11月21日
人に会っても前みたいに朗らかでいられなくて、話し始めはなめらかにすべってゆくのだけれどだんだん頭の中がぎしぎしと詰まってゆき、口にのぼる言葉をそのきしみが「いや違う」と否定して、遮る。ひとつひとつの言葉にぶらさがり、重たくさせる。頑なになっている。正確になにかを言おうとしすぎる。そんな風にいっぺんの曇りもないようなことを誰も求めていないのに。
けれど昨日は気を楽にして話せたかもしれない。
ひとめ見た時から警戒しないでいられる人がいるが、そのひとがそうで、話しているうちに「昔からの友だちみたいだね」と言ってくれたことが胸があたたかくさせた。
バリケードを築かないでも大丈夫なひとはひとめでわかる。小さな頃は瞳の深さに秘密があると思っていた。そういうひとは奥のおくの方から世界を見ている。木陰の静かな湖みたいに。わたしもその深さをまっすぐ進んでゆける。
昨日はいま困っていることを話せたことが、よかった。
11月22日
積んできたものが霧散してしまったような気がすることがあるが、その時そのときで考え抜いて選んだ行動の末にあることなので、それで良いのだった。
楽なことを選ぼうと思えばいくらでもそうできたけれど、それでは寝覚めが悪かった。

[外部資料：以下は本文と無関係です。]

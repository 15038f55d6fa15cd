//! bomcheck - BOM check and distribution toolkit.
//!
//! This binary checks BOM tables against the invalid-part database, evaluates
//! binding projects, maintains the part catalog and user accounts, and
//! bundles the tool itself for distribution.

mod accounts;
mod binding;
mod catalog;
mod check;
mod cli;
mod config;
mod dist;
mod error;
mod table;
mod text;

use std::process;

#[tokio::main]
async fn main() {
    // Initialize logging
    env_logger::init();

    // Run CLI and get exit code
    let exit_code = match cli::run().await {
        Ok(code) => code,
        Err(e) => {
            eprintln!("Error: {}", e);
            e.exit_code()
        }
    };

    process::exit(exit_code);
}
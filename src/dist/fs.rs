//! Filesystem helpers for the pipeline.
//!
//! All directory operations here are idempotent so that re-running the
//! pipeline over an existing work tree never fails on leftovers.

use super::error::{Error, ErrorExt, Result};
use std::io;
use std::path::Path;
use tokio::fs;

/// Creates `path` and its parents if absent.
///
/// Returns `true` when the directory was created by this call and `false`
/// when it already existed. Existing contents are left untouched.
pub async fn ensure_dir(path: &Path) -> Result<bool> {
    if path.is_dir() {
        return Ok(false);
    }
    fs::create_dir_all(path)
        .await
        .fs_context("creating directory", path)?;
    Ok(true)
}

/// Removes `path` recursively if it exists, then recreates it empty.
pub async fn reset_dir(path: &Path) -> Result<()> {
    match fs::remove_dir_all(path).await {
        Ok(()) => {}
        Err(e) if e.kind() == io::ErrorKind::NotFound => {}
        Err(e) => return Err(Error::Fs {
            operation: "removing directory".to_string(),
            path: path.to_path_buf(),
            source: e,
        }),
    }
    fs::create_dir_all(path)
        .await
        .fs_context("creating directory", path)?;
    Ok(())
}

/// Copies a regular file, creating parent directories of the destination.
///
/// Fails with [`Error::MissingResource`] when the source does not exist and
/// with a generic error when it is not a regular file.
pub async fn copy_file(from: &Path, to: &Path) -> Result<u64> {
    if !from.exists() {
        return Err(Error::MissingResource {
            path: from.to_path_buf(),
        });
    }
    if !from.is_file() {
        return Err(Error::GenericError(format!(
            "{} is not a regular file",
            from.display()
        )));
    }
    if let Some(parent) = to.parent() {
        fs::create_dir_all(parent)
            .await
            .fs_context("creating destination directory", parent)?;
    }
    fs::copy(from, to).await.fs_context("copying file", to)
}

/// Marks a staged file as executable (no-op outside Unix).
pub async fn make_executable(path: &Path) -> Result<()> {
    #[cfg(unix)]
    {
        use std::os::unix::fs::PermissionsExt;
        fs::set_permissions(path, std::fs::Permissions::from_mode(0o755))
            .await
            .fs_context("setting executable permissions", path)?;
    }
    #[cfg(not(unix))]
    let _ = path;
    Ok(())
}

#[cfg(test)]
mod tests {
    use super::*;

    #[tokio::test]
    async fn ensure_dir_reports_creation_once() {
        let tmp = tempfile::tempdir().unwrap();
        let target = tmp.path().join("work");

        assert!(ensure_dir(&target).await.unwrap());
        std::fs::write(target.join("keep.txt"), "x").unwrap();

        // Second call leaves the directory and its contents alone.
        assert!(!ensure_dir(&target).await.unwrap());
        assert!(target.join("keep.txt").exists());
    }

    #[tokio::test]
    async fn reset_dir_clears_previous_contents() {
        let tmp = tempfile::tempdir().unwrap();
        let target = tmp.path().join("stage");
        std::fs::create_dir_all(&target).unwrap();
        std::fs::write(target.join("old.txt"), "x").unwrap();

        reset_dir(&target).await.unwrap();
        assert!(target.exists());
        assert!(!target.join("old.txt").exists());
    }

    #[tokio::test]
    async fn copy_file_rejects_missing_source() {
        let tmp = tempfile::tempdir().unwrap();
        let err = copy_file(&tmp.path().join("absent.txt"), &tmp.path().join("out.txt"))
            .await
            .unwrap_err();
        assert!(matches!(err, Error::MissingResource { .. }));
    }
}
//! SHA-256 checksums for bundle artifacts.
//!
//! Archive artifacts are single files; directory-mode bundles are hashed as
//! a tree so the recorded checksum covers layout and contents together.

use super::error::{ErrorExt, Result};
use crate::bail;
use sha2::{Digest, Sha256};
use tokio::io::AsyncReadExt;

const READ_CHUNK: usize = 8192;

/// Hex-encoded SHA-256 of a file or directory artifact.
pub async fn checksum_path(path: &std::path::Path) -> Result<String> {
    let metadata = tokio::fs::metadata(path)
        .await
        .fs_context("reading artifact metadata", path)?;

    if metadata.is_file() {
        checksum_file(path).await
    } else if metadata.is_dir() {
        checksum_tree(path).await
    } else {
        bail!("artifact is neither file nor directory: {}", path.display())
    }
}

/// Hashes one file in fixed-size chunks.
async fn checksum_file(path: &std::path::Path) -> Result<String> {
    let mut file = tokio::fs::File::open(path)
        .await
        .fs_context("opening artifact", path)?;
    let mut hasher = Sha256::new();
    let mut chunk = vec![0u8; READ_CHUNK];

    loop {
        let n = file
            .read(&mut chunk)
            .await
            .fs_context("reading artifact", path)?;
        if n == 0 {
            break;
        }
        hasher.update(&chunk[..n]);
    }

    Ok(hex::encode(hasher.finalize()))
}

/// Hashes a directory tree deterministically.
///
/// Files are visited in lexicographic path order and each contributes its
/// bundle-relative path followed by its contents, so renames and moves change
/// the checksum even when contents are identical.
async fn checksum_tree(root: &std::path::Path) -> Result<String> {
    let mut files: Vec<_> = walkdir::WalkDir::new(root)
        .follow_links(false)
        .into_iter()
        .filter_map(|entry| entry.ok())
        .filter(|entry| entry.file_type().is_file())
        .map(|entry| entry.into_path())
        .collect();
    files.sort();

    let mut hasher = Sha256::new();
    let mut chunk = vec![0u8; READ_CHUNK];

    for path in files {
        if let Ok(relative) = path.strip_prefix(root) {
            hasher.update(relative.to_string_lossy().as_bytes());
        }

        let mut file = tokio::fs::File::open(&path)
            .await
            .fs_context("opening file for hashing", &path)?;
        loop {
            let n = file
                .read(&mut chunk)
                .await
                .fs_context("reading file for hashing", &path)?;
            if n == 0 {
                break;
            }
            hasher.update(&chunk[..n]);
        }
    }

    Ok(hex::encode(hasher.finalize()))
}
//! The `check` subcommand.

use crate::check::{self, CheckOptions};
use crate::cli::args::CheckCommand;
use crate::config::AppConfig;
use crate::error::Result;
use crate::text::part::format_quantity;
use std::path::Path;

pub async fn run(config_path: &Path, cmd: CheckCommand) -> Result<i32> {
    let config = AppConfig::load(config_path)?;
    let options = CheckOptions { write_json: cmd.json };

    // Table IO and the check itself are synchronous; keep them off the
    // runtime threads.
    let bom = cmd.bom.clone();
    let outcome =
        tokio::task::spawn_blocking(move || check::run_check(&config, &bom, &options))
            .await
            .map_err(|e| anyhow::anyhow!("check task failed: {e}"))??;

    let report = &outcome.report;
    let replacements = &report.replacement_summary;
    println!(
        "Invalid parts: {} found, {} replaced, {} previously marked",
        replacements.total_invalid_found,
        replacements.total_replaced,
        replacements.total_invalid_previously_marked
    );
    println!("Binding projects evaluated: {}", report.binding_results.len());

    if report.missing_items.is_empty() {
        println!("Missing items: none");
    } else {
        println!("Missing items: {}", report.missing_items.len());
        for item in &report.missing_items {
            println!(
                "  {}  short {}  {}",
                item.part_no,
                format_quantity(item.missing_qty),
                item.desc
            );
        }
    }

    println!("Important material hits: {}", report.important_hits.len());
    println!("Remainder parts: {}", report.remainder.len());
    println!("Checked table: {}", outcome.checked_path.display());
    println!("Summary: {}", outcome.summary_path.display());
    println!("Remainder: {}", outcome.remainder_path.display());
    if let Some(path) = &outcome.report_path {
        println!("Report: {}", path.display());
    }

    Ok(0)
}
//! Check result models and the writers that persist them.
//!
//! The summary table mirrors the sections a reviewer expects: headline
//! counters first, then the replacement details, binding statistics, missing
//! parts, important-material hits and finally the debug trail.

use crate::error::Result;
use crate::text::part::format_quantity;
use serde::Serialize;
use std::path::Path;

/// One invalid part found in the BOM, with its replacement when the
/// database names one.
#[derive(Debug, Clone, Serialize)]
pub struct ReplacementRecord {
    pub invalid_part_no: String,
    pub invalid_desc: String,
    pub replacement_part_no: Option<String>,
    pub replacement_desc: Option<String>,
    pub table_name: String,
    /// 1-based line number in the source table, header included.
    pub row_index: usize,
}

#[derive(Debug, Clone, Default, Serialize)]
pub struct ReplacementSummary {
    pub total_invalid_found: u32,
    pub total_invalid_previously_marked: u32,
    pub total_replaced: u32,
    pub records: Vec<ReplacementRecord>,
}

/// Part and quantity pair in allocation order.
#[derive(Debug, Clone, Serialize)]
pub struct MatchedPart {
    pub part_no: String,
    pub quantity: f64,
}

#[derive(Debug, Clone, Serialize)]
pub struct RequirementGroupResult {
    pub group_name: String,
    pub required_qty: f64,
    pub available_qty: f64,
    pub missing_qty: f64,
    /// Parts to order when the group is short, preferring the first
    /// applicable choice.
    pub missing_choices: Vec<String>,
    pub matched_details: Vec<MatchedPart>,
}

#[derive(Debug, Clone, Serialize)]
pub struct BindingProjectResult {
    pub project_desc: String,
    pub index_part_no: String,
    pub matched_quantity: f64,
    pub requirement_results: Vec<RequirementGroupResult>,
}

impl BindingProjectResult {
    pub fn has_missing(&self) -> bool {
        self.requirement_results
            .iter()
            .any(|group| group.missing_qty > 0.0)
    }
}

#[derive(Debug, Clone, Serialize)]
pub struct ImportantMaterialHit {
    pub keyword: String,
    pub converted_keyword: String,
    pub total_quantity: f64,
    pub matched_parts: Vec<MatchedPart>,
}

#[derive(Debug, Clone, Serialize)]
pub struct MissingItem {
    pub part_no: String,
    pub desc: String,
    pub missing_qty: f64,
}

#[derive(Debug, Clone, Serialize)]
pub struct RemainderItem {
    pub part_no: String,
    pub desc: String,
    pub quantity: f64,
}

/// Everything one check run produced.
#[derive(Debug, Clone, Serialize)]
pub struct CheckReport {
    pub replacement_summary: ReplacementSummary,
    pub binding_results: Vec<BindingProjectResult>,
    pub important_hits: Vec<ImportantMaterialHit>,
    pub missing_items: Vec<MissingItem>,
    pub remainder: Vec<RemainderItem>,
    pub debug_logs: Vec<String>,
}

impl CheckReport {
    /// Whether anything at all is short.
    pub fn has_missing(&self) -> bool {
        !self.missing_items.is_empty()
            || self.binding_results.iter().any(|result| result.has_missing())
    }
}

/// Renders matched parts as `part:qty` pairs joined by commas.
fn matched_parts_text(parts: &[MatchedPart]) -> String {
    parts
        .iter()
        .map(|item| format!("{}:{}", item.part_no, format_quantity(item.quantity)))
        .collect::<Vec<_>>()
        .join(",")
}

/// Writes the execution summary table.
pub fn write_summary_csv(report: &CheckReport, target: &Path) -> Result<()> {
    let mut writer = csv::WriterBuilder::new()
        .flexible(true)
        .from_path(target)?;

    let summary = &report.replacement_summary;
    writer.write_record(["失效料号数量", &summary.total_invalid_found.to_string()])?;
    writer.write_record([
        "已标记失效料号数量",
        &summary.total_invalid_previously_marked.to_string(),
    ])?;
    writer.write_record(["已替换数量", &summary.total_replaced.to_string()])?;
    writer.write_record(["绑定项目数量", &report.binding_results.len().to_string()])?;
    let group_count: usize = report
        .binding_results
        .iter()
        .map(|result| result.requirement_results.len())
        .sum();
    writer.write_record(["绑定分组数量", &group_count.to_string()])?;
    writer.write_record(["重要物料数量", &report.important_hits.len().to_string()])?;

    writer.write_record([""])?;
    writer.write_record(["失效料号明细"])?;
    writer.write_record(["工作表", "行号", "失效料号", "失效描述", "替换料号", "替换描述"])?;
    for record in &summary.records {
        writer.write_record([
            record.table_name.as_str(),
            &record.row_index.to_string(),
            record.invalid_part_no.as_str(),
            record.invalid_desc.as_str(),
            record.replacement_part_no.as_deref().unwrap_or(""),
            record.replacement_desc.as_deref().unwrap_or(""),
        ])?;
    }

    writer.write_record([""])?;
    writer.write_record(["绑定料号统计"])?;
    writer.write_record([
        "项目描述",
        "索引料号",
        "主料数量",
        "需求分组",
        "需求数量",
        "可用数量",
        "缺少数量",
        "缺少料号",
        "满足料号",
    ])?;
    for result in &report.binding_results {
        for group in &result.requirement_results {
            writer.write_record([
                result.project_desc.as_str(),
                result.index_part_no.as_str(),
                &format_quantity(result.matched_quantity),
                group.group_name.as_str(),
                &format_quantity(group.required_qty),
                &format_quantity(group.available_qty),
                &format_quantity(group.missing_qty),
                &group.missing_choices.join(","),
                &matched_parts_text(&group.matched_details),
            ])?;
        }
    }

    writer.write_record([""])?;
    writer.write_record(["缺失物料"])?;
    writer.write_record(["料号", "描述", "缺少数量"])?;
    for item in &report.missing_items {
        writer.write_record([
            item.part_no.as_str(),
            item.desc.as_str(),
            &format_quantity(item.missing_qty),
        ])?;
    }

    writer.write_record([""])?;
    writer.write_record(["重要物料统计"])?;
    writer.write_record(["关键字", "标准关键字", "数量", "命中料号"])?;
    for hit in &report.important_hits {
        writer.write_record([
            hit.keyword.as_str(),
            hit.converted_keyword.as_str(),
            &format_quantity(hit.total_quantity),
            &matched_parts_text(&hit.matched_parts),
        ])?;
    }

    writer.write_record([""])?;
    writer.write_record(["调试信息"])?;
    for line in &report.debug_logs {
        writer.write_record([line.as_str()])?;
    }

    writer.flush()?;
    Ok(())
}

/// Writes the leftover-material table, one row per unconsumed part.
pub fn write_remainder_csv(report: &CheckReport, target: &Path) -> Result<()> {
    let mut writer = csv::Writer::from_path(target)?;
    writer.write_record(["料号", "描述", "数量"])?;
    for item in &report.remainder {
        writer.write_record([
            item.part_no.as_str(),
            item.desc.as_str(),
            &format_quantity(item.quantity),
        ])?;
    }
    writer.flush()?;
    Ok(())
}

/// Writes the full report as pretty JSON for downstream tooling.
pub fn write_json(report: &CheckReport, target: &Path) -> Result<()> {
    let body = serde_json::to_string_pretty(report)?;
    std::fs::write(target, body)?;
    Ok(())
}

#[cfg(test)]
mod tests {
    use super::*;

    fn sample_report() -> CheckReport {
        CheckReport {
            replacement_summary: ReplacementSummary {
                total_invalid_found: 2,
                total_invalid_previously_marked: 1,
                total_replaced: 1,
                records: vec![ReplacementRecord {
                    invalid_part_no: "UC1000-001".into(),
                    invalid_desc: "旧款连接器".into(),
                    replacement_part_no: Some("UC1000-002".into()),
                    replacement_desc: Some("新款连接器".into()),
                    table_name: "bom".into(),
                    row_index: 3,
                }],
            },
            binding_results: vec![BindingProjectResult {
                project_desc: "主板组件".into(),
                index_part_no: "UC3000-001".into(),
                matched_quantity: 2.0,
                requirement_results: vec![RequirementGroupResult {
                    group_name: "螺丝".into(),
                    required_qty: 4.0,
                    available_qty: 3.0,
                    missing_qty: 1.0,
                    missing_choices: vec!["UC3100-001".into()],
                    matched_details: vec![MatchedPart {
                        part_no: "UC3100-001".into(),
                        quantity: 3.0,
                    }],
                }],
            }],
            important_hits: vec![],
            missing_items: vec![MissingItem {
                part_no: "UC3100-001".into(),
                desc: "十字螺丝".into(),
                missing_qty: 1.0,
            }],
            remainder: vec![RemainderItem {
                part_no: "UC9000-001".into(),
                desc: "备用电缆".into(),
                quantity: 5.0,
            }],
            debug_logs: vec!["[bom] 识别料号列: 第2列".into()],
        }
    }

    #[test]
    fn summary_csv_contains_every_section() {
        let tmp = tempfile::tempdir().unwrap();
        let path = tmp.path().join("bom.summary.csv");
        write_summary_csv(&sample_report(), &path).unwrap();

        let body = std::fs::read_to_string(&path).unwrap();
        for label in [
            "失效料号数量",
            "已标记失效料号数量",
            "失效料号明细",
            "绑定料号统计",
            "缺失物料",
            "重要物料统计",
            "调试信息",
        ] {
            assert!(body.contains(label), "missing section {}", label);
        }
        assert!(body.contains("UC3100-001:3"));
    }

    #[test]
    fn remainder_csv_lists_parts_with_quantities() {
        let tmp = tempfile::tempdir().unwrap();
        let path = tmp.path().join("bom.remainder.csv");
        write_remainder_csv(&sample_report(), &path).unwrap();

        let body = std::fs::read_to_string(&path).unwrap();
        assert!(body.starts_with("料号,描述,数量"));
        assert!(body.contains("UC9000-001,备用电缆,5"));
    }

    #[test]
    fn report_flags_missing_parts() {
        let report = sample_report();
        assert!(report.has_missing());
    }
}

ひとつちいさくため息をついて、いばらの道でもしゃーなし、という感じで踏み出したのだから、なんとかするさ。
とはいえ、そのおかげでシンプルになった。
簡単だと思いこんでいたことは実は複雑であり、難しいと思っていたことは解いてみれば何てこともなかった。その複雑さは取り組み甲斐のあることでもあり、何てこともなかったことでずいぶんと身軽になった。このままの目で見つめていさえすればルールは単純。心に背かなければ良い。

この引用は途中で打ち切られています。